Researchers at the Puget Sound Institute who analyzed the mussels said the discovery of pharmaceuticals and illicit drugs in harbors in the Seattle and Bremerton areas is not uncommon — but the organization noted this is the first time that opioids have been found in local shellfish.
“We found antibiotics, we found antidepressants, chemotherapy drugs, heart medications and also oxycodone,” biologist Jennifer Lanksbury, who led the Washington Department of Fish and Wildlife study, told K5 News.
Scientists determined that the slew of medications are passed into the Puget Sound through discharge from wastewater treatment plants.
The analysis is part of the state’s biennial Puget Sound Mussel Monitoring Program, in which uncontaminated mussels are transplanted into various locations to study pollution levels.

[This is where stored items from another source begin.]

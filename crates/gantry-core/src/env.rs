//! Env-file codec.
//!
//! Reads and writes the dotenv-style `KEY=VALUE` format that
//! application environments are stored in. Writes are deterministic:
//! one line per entry in key order, values quoted only when they need
//! to be.

use std::collections::BTreeMap;

use thiserror::Error;

use crate::Environment;

/// Errors from reading or writing an env file.
#[derive(Debug, Error, PartialEq, Eq)]
pub enum EnvError {
    /// Key is empty or contains a character that cannot be round-tripped.
    #[error("invalid environment key: {0:?}")]
    InvalidKey(String),

    /// A line has no `=` separator.
    #[error("malformed line {line}: {content:?}")]
    MalformedLine { line: usize, content: String },

    /// A quoted value is missing its closing quote.
    #[error("unterminated quote on line {line}")]
    UnterminatedQuote { line: usize },
}

/// Result type for env-file operations.
pub type EnvResult<T> = Result<T, EnvError>;

/// Serializes an environment to env-file text.
///
/// # Errors
///
/// Returns an error if a key is empty or contains `=`, `#`, a quote, or
/// whitespace; such keys cannot be read back.
pub fn write(env: &Environment) -> EnvResult<String> {
    let mut out = String::new();
    for (key, value) in env {
        if key.is_empty() || key.chars().any(|c| c.is_whitespace() || "=#\"".contains(c)) {
            return Err(EnvError::InvalidKey(key.clone()));
        }
        if needs_quoting(value) {
            out.push_str(key);
            out.push_str("=\"");
            for c in value.chars() {
                match c {
                    '"' => out.push_str("\\\""),
                    '\\' => out.push_str("\\\\"),
                    '\n' => out.push_str("\\n"),
                    _ => out.push(c),
                }
            }
            out.push_str("\"\n");
        } else {
            out.push_str(key);
            out.push('=');
            out.push_str(value);
            out.push('\n');
        }
    }
    Ok(out)
}

/// Parses env-file text into an environment.
///
/// Blank lines and `#` comments are skipped. Later entries for the same
/// key win.
///
/// # Errors
///
/// Returns an error for a non-comment line without `=`, or a quoted
/// value without a closing quote.
pub fn read(input: &str) -> EnvResult<Environment> {
    let mut env = BTreeMap::new();
    for (idx, raw) in input.lines().enumerate() {
        let line = raw.trim();
        if line.is_empty() || line.starts_with('#') {
            continue;
        }
        let Some((key, value)) = line.split_once('=') else {
            return Err(EnvError::MalformedLine {
                line: idx + 1,
                content: raw.to_string(),
            });
        };
        let key = key.trim();
        if key.is_empty() {
            return Err(EnvError::MalformedLine {
                line: idx + 1,
                content: raw.to_string(),
            });
        }
        let value = parse_value(value.trim(), idx + 1)?;
        env.insert(key.to_string(), value);
    }
    Ok(env)
}

/// Whether a value must be quoted to survive a round trip.
fn needs_quoting(value: &str) -> bool {
    value.is_empty()
        || value != value.trim()
        || value.chars().any(|c| "\"#\n\\".contains(c))
}

fn parse_value(raw: &str, line: usize) -> EnvResult<String> {
    let Some(rest) = raw.strip_prefix('"') else {
        // Bare value; a trailing comment is not part of it.
        let value = match raw.split_once(" #") {
            Some((v, _)) => v.trim_end(),
            None => raw,
        };
        return Ok(value.to_string());
    };

    let mut out = String::new();
    let mut chars = rest.chars();
    while let Some(c) = chars.next() {
        match c {
            '"' => return Ok(out),
            '\\' => match chars.next() {
                Some('n') => out.push('\n'),
                Some(other) => out.push(other),
                None => return Err(EnvError::UnterminatedQuote { line }),
            },
            _ => out.push(c),
        }
    }
    Err(EnvError::UnterminatedQuote { line })
}

#[cfg(test)]
mod tests {
    use super::*;

    fn env(pairs: &[(&str, &str)]) -> Environment {
        pairs
            .iter()
            .map(|(k, v)| ((*k).to_string(), (*v).to_string()))
            .collect()
    }

    #[test]
    fn test_write_simple() {
        let out = write(&env(&[("FOO", "bar")])).unwrap();
        assert_eq!(out, "FOO=bar\n");
    }

    #[test]
    fn test_write_is_key_ordered() {
        let out = write(&env(&[("B", "2"), ("A", "1")])).unwrap();
        assert_eq!(out, "A=1\nB=2\n");
    }

    #[test]
    fn test_write_quotes_when_needed() {
        let out = write(&env(&[("MSG", "hello \"world\"")])).unwrap();
        assert_eq!(out, "MSG=\"hello \\\"world\\\"\"\n");

        let out = write(&env(&[("EMPTY", "")])).unwrap();
        assert_eq!(out, "EMPTY=\"\"\n");

        let out = write(&env(&[("NL", "a\nb")])).unwrap();
        assert_eq!(out, "NL=\"a\\nb\"\n");
    }

    #[test]
    fn test_write_rejects_bad_keys() {
        for key in ["", "A B", "A=B", "A#B"] {
            let result = write(&env(&[(key, "x")]));
            assert!(matches!(result, Err(EnvError::InvalidKey(_))), "{key:?}");
        }
    }

    #[test]
    fn test_read_simple() {
        let parsed = read("FOO=bar\nBAZ=qux\n").unwrap();
        assert_eq!(parsed, env(&[("FOO", "bar"), ("BAZ", "qux")]));
    }

    #[test]
    fn test_read_skips_comments_and_blanks() {
        let parsed = read("# comment\n\nFOO=bar\n").unwrap();
        assert_eq!(parsed, env(&[("FOO", "bar")]));
    }

    #[test]
    fn test_read_quoted_value() {
        let parsed = read("MSG=\"hello \\\"world\\\"\"\n").unwrap();
        assert_eq!(parsed, env(&[("MSG", "hello \"world\"")]));
    }

    #[test]
    fn test_read_value_with_equals() {
        let parsed = read("DATABASE_URL=postgres://host/db?sslmode=disable\n").unwrap();
        assert_eq!(
            parsed["DATABASE_URL"],
            "postgres://host/db?sslmode=disable"
        );
    }

    #[test]
    fn test_read_malformed_line() {
        let result = read("FOO=bar\nnot a pair\n");
        assert_eq!(
            result,
            Err(EnvError::MalformedLine {
                line: 2,
                content: "not a pair".to_string(),
            })
        );
    }

    #[test]
    fn test_read_unterminated_quote() {
        let result = read("FOO=\"no end\n");
        assert_eq!(result, Err(EnvError::UnterminatedQuote { line: 1 }));
    }

    #[test]
    fn test_round_trip() {
        let original = env(&[
            ("DATABASE_URL", "postgres://host/db"),
            ("EMPTY", ""),
            ("MESSAGE", "line one\nline two"),
            ("QUOTED", "say \"hi\""),
        ]);
        let text = write(&original).unwrap();
        assert_eq!(read(&text).unwrap(), original);
    }
}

The reason mussels are the preferred test subject to track toxins in marine life is because they are filter feeders, eating microscopic plants and animals that they strain out of seawater. In the process, “they pick up all sorts of contaminants, so at any given time their body tissues record data about water quality over the previous two to four months,” the institute explains.
The Institute reported that the amount of oxycodone found in the tainted mussels was thousands of times lower than a therapeutic dose for humans. And the highly addictive drug was only ingested by mussels in three of 18 test sites, described as highly urbanized and not near any commercial shellfish beds.